_Assignment_. Report each line of the records below that uses the word "ProductRecord".

_Data records_.
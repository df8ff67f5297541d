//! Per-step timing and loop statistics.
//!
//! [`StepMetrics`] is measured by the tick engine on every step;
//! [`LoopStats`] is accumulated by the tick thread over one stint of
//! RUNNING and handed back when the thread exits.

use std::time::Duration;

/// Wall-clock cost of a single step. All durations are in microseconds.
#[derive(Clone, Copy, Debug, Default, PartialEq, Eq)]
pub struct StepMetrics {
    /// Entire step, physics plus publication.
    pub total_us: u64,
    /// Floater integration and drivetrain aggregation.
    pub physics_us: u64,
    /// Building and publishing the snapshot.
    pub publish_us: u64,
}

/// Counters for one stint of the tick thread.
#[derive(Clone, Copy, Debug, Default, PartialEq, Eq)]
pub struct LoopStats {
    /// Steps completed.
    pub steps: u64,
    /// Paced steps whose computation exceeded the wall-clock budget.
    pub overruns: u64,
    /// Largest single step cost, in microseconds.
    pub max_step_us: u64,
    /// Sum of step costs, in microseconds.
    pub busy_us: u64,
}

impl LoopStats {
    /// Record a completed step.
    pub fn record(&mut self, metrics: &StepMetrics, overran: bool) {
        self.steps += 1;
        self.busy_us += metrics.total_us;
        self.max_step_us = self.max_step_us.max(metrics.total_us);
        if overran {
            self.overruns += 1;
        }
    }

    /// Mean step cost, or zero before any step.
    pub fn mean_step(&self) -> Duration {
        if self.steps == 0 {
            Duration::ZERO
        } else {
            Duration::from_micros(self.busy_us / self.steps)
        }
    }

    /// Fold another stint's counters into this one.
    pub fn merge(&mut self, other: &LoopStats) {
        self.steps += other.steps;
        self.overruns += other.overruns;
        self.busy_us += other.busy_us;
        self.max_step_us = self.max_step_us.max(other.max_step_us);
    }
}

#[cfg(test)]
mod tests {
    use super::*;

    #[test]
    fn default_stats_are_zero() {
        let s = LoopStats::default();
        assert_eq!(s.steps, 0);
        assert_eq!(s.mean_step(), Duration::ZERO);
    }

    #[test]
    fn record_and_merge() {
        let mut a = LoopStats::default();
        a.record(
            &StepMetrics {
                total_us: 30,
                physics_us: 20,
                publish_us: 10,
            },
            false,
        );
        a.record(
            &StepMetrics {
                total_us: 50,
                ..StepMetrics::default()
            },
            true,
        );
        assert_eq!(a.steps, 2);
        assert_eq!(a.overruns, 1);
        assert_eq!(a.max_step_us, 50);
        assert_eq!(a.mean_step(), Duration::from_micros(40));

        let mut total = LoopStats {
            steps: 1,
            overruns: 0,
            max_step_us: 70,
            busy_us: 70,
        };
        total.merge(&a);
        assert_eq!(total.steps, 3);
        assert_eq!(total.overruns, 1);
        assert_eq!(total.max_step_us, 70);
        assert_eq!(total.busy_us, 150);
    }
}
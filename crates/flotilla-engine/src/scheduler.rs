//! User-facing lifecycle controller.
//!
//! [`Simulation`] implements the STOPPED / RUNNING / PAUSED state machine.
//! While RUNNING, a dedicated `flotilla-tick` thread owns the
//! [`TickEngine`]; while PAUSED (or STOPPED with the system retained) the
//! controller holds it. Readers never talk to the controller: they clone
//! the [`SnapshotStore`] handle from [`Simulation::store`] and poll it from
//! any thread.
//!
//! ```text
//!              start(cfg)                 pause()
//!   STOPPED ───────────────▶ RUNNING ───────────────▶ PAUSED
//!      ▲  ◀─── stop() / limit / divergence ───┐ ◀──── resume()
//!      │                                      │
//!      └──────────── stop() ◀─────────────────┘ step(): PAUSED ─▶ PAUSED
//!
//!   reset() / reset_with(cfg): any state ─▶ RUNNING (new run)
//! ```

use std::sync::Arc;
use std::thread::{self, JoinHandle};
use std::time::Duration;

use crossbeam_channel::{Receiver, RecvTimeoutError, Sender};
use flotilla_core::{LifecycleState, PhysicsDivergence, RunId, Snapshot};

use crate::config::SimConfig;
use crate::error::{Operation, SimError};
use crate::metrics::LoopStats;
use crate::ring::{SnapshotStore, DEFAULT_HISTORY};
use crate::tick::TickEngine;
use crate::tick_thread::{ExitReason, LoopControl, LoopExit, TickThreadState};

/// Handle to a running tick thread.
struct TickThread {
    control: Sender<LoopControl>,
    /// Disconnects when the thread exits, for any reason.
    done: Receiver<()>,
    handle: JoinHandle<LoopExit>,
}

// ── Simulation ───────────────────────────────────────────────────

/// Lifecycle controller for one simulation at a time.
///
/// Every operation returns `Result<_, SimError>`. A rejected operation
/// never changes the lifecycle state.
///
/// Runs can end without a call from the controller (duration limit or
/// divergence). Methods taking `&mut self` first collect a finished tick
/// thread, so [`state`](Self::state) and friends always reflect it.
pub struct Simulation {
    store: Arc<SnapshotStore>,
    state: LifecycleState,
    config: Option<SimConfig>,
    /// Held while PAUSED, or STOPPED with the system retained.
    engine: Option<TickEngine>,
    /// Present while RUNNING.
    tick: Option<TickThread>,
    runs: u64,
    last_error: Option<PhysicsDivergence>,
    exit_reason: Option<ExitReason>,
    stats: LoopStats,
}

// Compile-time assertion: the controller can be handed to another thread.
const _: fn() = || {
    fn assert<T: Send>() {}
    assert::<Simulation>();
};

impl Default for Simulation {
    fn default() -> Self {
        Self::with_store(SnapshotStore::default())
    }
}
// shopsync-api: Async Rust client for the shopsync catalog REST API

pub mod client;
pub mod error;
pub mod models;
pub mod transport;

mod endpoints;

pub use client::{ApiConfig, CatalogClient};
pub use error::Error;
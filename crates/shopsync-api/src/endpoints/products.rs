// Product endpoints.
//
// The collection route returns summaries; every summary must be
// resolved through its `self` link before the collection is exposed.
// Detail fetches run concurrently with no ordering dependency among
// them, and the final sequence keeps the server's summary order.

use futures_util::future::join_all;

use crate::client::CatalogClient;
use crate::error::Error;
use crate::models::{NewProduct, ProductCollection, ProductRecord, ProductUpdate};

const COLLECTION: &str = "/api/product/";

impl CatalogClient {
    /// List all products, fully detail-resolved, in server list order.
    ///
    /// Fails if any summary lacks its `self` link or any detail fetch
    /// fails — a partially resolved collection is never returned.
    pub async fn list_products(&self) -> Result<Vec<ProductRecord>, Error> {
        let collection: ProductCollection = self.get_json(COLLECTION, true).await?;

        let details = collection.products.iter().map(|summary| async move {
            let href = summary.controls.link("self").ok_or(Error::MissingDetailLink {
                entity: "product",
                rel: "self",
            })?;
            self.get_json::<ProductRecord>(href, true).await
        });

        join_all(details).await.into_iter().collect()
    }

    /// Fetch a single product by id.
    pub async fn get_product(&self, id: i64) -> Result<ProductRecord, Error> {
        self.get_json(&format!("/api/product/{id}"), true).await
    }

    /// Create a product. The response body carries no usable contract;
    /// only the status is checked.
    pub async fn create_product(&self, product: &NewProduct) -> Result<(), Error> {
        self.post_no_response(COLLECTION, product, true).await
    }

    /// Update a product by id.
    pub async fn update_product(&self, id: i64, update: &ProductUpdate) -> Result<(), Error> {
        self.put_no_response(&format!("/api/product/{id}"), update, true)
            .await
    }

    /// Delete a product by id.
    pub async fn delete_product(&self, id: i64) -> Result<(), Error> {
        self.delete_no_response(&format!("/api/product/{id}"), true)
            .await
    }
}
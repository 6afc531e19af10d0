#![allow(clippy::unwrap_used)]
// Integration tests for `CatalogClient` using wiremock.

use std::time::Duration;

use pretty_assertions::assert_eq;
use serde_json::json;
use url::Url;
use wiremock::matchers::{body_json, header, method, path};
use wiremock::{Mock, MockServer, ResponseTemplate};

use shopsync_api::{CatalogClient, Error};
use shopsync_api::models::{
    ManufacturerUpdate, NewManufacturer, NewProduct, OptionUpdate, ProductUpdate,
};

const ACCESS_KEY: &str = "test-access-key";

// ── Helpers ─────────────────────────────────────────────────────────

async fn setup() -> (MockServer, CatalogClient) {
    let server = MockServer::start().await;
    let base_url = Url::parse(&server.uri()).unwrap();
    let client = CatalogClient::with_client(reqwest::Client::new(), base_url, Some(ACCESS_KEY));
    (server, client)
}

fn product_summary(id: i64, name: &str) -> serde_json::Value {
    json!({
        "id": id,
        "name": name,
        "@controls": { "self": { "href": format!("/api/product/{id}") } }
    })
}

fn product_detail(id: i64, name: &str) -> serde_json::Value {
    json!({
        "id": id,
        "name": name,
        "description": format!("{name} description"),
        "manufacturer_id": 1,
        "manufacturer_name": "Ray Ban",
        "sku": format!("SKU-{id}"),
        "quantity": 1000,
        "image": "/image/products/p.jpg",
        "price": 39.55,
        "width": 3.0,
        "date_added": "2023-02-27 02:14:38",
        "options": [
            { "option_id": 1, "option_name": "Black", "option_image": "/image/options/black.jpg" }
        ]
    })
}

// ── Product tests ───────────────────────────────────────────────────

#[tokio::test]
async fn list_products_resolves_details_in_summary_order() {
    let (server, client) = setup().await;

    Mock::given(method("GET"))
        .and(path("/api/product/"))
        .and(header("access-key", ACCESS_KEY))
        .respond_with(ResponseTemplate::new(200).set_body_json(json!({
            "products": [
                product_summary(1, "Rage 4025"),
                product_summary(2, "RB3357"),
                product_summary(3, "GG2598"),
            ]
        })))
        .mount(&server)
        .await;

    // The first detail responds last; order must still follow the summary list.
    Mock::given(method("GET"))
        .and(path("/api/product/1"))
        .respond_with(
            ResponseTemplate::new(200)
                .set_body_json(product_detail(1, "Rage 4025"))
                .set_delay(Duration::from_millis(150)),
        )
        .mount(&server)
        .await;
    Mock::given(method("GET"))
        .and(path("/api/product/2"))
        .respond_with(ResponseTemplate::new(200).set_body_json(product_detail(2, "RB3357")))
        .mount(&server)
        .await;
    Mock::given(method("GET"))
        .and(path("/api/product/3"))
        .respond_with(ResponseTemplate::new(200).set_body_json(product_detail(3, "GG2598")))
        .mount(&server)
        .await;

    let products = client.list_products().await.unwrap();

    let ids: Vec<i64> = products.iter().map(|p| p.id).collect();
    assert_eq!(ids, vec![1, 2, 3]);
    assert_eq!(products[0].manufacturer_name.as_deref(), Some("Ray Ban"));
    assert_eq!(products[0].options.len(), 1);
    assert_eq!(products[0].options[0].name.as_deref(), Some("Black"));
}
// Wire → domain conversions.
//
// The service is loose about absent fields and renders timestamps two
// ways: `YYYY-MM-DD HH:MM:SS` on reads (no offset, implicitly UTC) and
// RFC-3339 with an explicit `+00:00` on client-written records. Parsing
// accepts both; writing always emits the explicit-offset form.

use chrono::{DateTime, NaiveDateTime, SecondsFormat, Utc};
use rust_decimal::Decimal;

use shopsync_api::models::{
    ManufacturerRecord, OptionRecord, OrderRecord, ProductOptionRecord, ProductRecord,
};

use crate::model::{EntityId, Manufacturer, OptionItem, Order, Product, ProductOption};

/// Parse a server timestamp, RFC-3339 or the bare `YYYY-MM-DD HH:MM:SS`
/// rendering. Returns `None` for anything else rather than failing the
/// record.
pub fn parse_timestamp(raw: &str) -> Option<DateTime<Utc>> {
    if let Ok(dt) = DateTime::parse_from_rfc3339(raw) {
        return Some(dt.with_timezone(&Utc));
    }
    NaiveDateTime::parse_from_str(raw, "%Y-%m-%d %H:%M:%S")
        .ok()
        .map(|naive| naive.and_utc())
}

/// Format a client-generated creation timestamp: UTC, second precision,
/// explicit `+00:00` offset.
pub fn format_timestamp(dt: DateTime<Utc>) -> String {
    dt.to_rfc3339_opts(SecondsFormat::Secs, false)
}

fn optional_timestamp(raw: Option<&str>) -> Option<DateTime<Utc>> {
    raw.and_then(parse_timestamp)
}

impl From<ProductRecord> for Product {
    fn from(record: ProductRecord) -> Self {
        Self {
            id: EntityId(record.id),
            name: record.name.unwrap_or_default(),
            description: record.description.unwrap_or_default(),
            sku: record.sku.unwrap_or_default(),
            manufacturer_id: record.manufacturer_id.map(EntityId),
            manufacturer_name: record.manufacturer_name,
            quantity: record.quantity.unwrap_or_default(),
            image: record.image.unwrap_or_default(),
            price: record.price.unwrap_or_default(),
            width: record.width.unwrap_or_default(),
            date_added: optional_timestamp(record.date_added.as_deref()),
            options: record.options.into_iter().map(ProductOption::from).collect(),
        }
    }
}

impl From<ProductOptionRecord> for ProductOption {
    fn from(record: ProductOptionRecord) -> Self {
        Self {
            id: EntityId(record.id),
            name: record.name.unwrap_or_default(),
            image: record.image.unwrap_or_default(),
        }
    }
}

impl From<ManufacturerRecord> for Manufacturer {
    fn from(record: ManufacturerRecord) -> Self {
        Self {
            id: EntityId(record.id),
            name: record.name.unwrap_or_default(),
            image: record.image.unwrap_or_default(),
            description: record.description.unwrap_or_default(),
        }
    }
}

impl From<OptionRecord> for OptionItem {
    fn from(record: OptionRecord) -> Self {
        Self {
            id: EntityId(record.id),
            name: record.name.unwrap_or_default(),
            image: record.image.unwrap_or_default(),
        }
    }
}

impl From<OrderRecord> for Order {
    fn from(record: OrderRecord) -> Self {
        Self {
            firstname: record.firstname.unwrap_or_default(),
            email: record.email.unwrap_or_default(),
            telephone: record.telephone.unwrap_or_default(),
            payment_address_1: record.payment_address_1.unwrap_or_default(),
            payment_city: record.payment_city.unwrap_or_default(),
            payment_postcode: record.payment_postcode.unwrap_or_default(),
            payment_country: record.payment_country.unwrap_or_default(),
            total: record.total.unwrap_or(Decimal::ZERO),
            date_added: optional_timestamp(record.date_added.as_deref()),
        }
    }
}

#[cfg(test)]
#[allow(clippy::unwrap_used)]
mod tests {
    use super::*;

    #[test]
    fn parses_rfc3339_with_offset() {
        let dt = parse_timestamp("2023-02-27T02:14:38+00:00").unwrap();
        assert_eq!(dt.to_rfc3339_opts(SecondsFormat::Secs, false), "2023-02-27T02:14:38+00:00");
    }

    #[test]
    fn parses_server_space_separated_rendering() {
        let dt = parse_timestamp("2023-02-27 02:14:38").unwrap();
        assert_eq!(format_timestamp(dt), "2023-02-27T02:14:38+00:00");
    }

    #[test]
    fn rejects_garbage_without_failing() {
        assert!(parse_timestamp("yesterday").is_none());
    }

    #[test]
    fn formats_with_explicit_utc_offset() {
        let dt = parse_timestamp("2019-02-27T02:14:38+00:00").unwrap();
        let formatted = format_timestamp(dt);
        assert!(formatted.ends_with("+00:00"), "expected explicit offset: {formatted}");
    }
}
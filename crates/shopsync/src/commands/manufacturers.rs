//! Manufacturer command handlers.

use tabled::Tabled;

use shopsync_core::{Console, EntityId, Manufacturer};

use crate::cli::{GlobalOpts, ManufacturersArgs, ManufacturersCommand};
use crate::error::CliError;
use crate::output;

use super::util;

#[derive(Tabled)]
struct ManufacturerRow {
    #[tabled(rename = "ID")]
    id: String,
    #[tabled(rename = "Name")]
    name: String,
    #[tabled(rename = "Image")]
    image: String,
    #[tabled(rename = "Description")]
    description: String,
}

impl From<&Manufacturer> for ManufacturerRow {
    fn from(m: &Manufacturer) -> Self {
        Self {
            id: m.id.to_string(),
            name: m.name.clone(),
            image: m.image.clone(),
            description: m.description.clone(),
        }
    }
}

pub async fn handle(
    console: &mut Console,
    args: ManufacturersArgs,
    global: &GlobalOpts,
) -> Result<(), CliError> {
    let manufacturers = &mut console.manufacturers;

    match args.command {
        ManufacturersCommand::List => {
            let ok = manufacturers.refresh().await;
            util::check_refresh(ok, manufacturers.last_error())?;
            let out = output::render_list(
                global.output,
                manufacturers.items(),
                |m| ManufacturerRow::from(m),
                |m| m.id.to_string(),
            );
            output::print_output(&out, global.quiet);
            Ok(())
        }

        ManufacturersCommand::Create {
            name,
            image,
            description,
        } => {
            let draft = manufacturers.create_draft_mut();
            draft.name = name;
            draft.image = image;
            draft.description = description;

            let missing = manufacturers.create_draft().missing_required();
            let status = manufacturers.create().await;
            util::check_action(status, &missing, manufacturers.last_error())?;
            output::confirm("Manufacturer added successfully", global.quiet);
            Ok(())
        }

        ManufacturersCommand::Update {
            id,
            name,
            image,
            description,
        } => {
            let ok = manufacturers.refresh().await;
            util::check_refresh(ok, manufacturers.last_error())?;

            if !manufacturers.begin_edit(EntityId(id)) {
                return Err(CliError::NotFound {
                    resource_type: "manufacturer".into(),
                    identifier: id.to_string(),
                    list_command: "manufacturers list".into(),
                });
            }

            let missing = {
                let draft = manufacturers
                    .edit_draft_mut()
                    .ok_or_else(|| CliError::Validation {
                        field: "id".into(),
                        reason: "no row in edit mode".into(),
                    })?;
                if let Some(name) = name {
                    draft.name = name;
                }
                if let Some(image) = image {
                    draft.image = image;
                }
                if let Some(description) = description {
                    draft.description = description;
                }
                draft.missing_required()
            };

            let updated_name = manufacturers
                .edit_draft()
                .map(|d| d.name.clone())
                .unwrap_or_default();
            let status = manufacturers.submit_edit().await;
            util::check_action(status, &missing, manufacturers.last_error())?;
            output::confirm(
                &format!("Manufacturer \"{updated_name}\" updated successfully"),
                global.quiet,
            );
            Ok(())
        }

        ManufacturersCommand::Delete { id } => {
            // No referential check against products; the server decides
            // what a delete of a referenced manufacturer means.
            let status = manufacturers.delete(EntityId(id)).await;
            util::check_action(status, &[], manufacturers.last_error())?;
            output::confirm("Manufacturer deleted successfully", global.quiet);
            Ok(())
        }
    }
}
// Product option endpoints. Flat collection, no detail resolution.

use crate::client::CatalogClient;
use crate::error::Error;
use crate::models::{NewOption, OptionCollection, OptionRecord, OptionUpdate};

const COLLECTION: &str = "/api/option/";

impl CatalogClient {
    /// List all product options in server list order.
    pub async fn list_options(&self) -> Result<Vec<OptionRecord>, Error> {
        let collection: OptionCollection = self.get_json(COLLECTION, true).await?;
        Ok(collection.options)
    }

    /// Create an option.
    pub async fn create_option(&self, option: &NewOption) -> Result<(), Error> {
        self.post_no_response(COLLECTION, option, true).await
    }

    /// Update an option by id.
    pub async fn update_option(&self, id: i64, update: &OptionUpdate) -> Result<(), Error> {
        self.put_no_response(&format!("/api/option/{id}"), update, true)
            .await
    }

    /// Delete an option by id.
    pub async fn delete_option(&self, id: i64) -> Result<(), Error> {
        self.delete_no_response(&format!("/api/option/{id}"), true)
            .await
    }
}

_Task result_.
use crate::models::{NewProduct, ProductCollection, ProductRecord, ProductUpdate};
    pub async fn list_products(&self) -> Result<Vec<ProductRecord>, Error> {
            self.get_json::<ProductRecord>(href, true).await
    pub async fn get_product(&self, id: i64) -> Result<ProductRecord, Error> {
    ManufacturerRecord, OptionRecord, OrderRecord, ProductOptionRecord, ProductRecord,
impl From<ProductRecord> for Product {
    fn from(record: ProductRecord) -> Self {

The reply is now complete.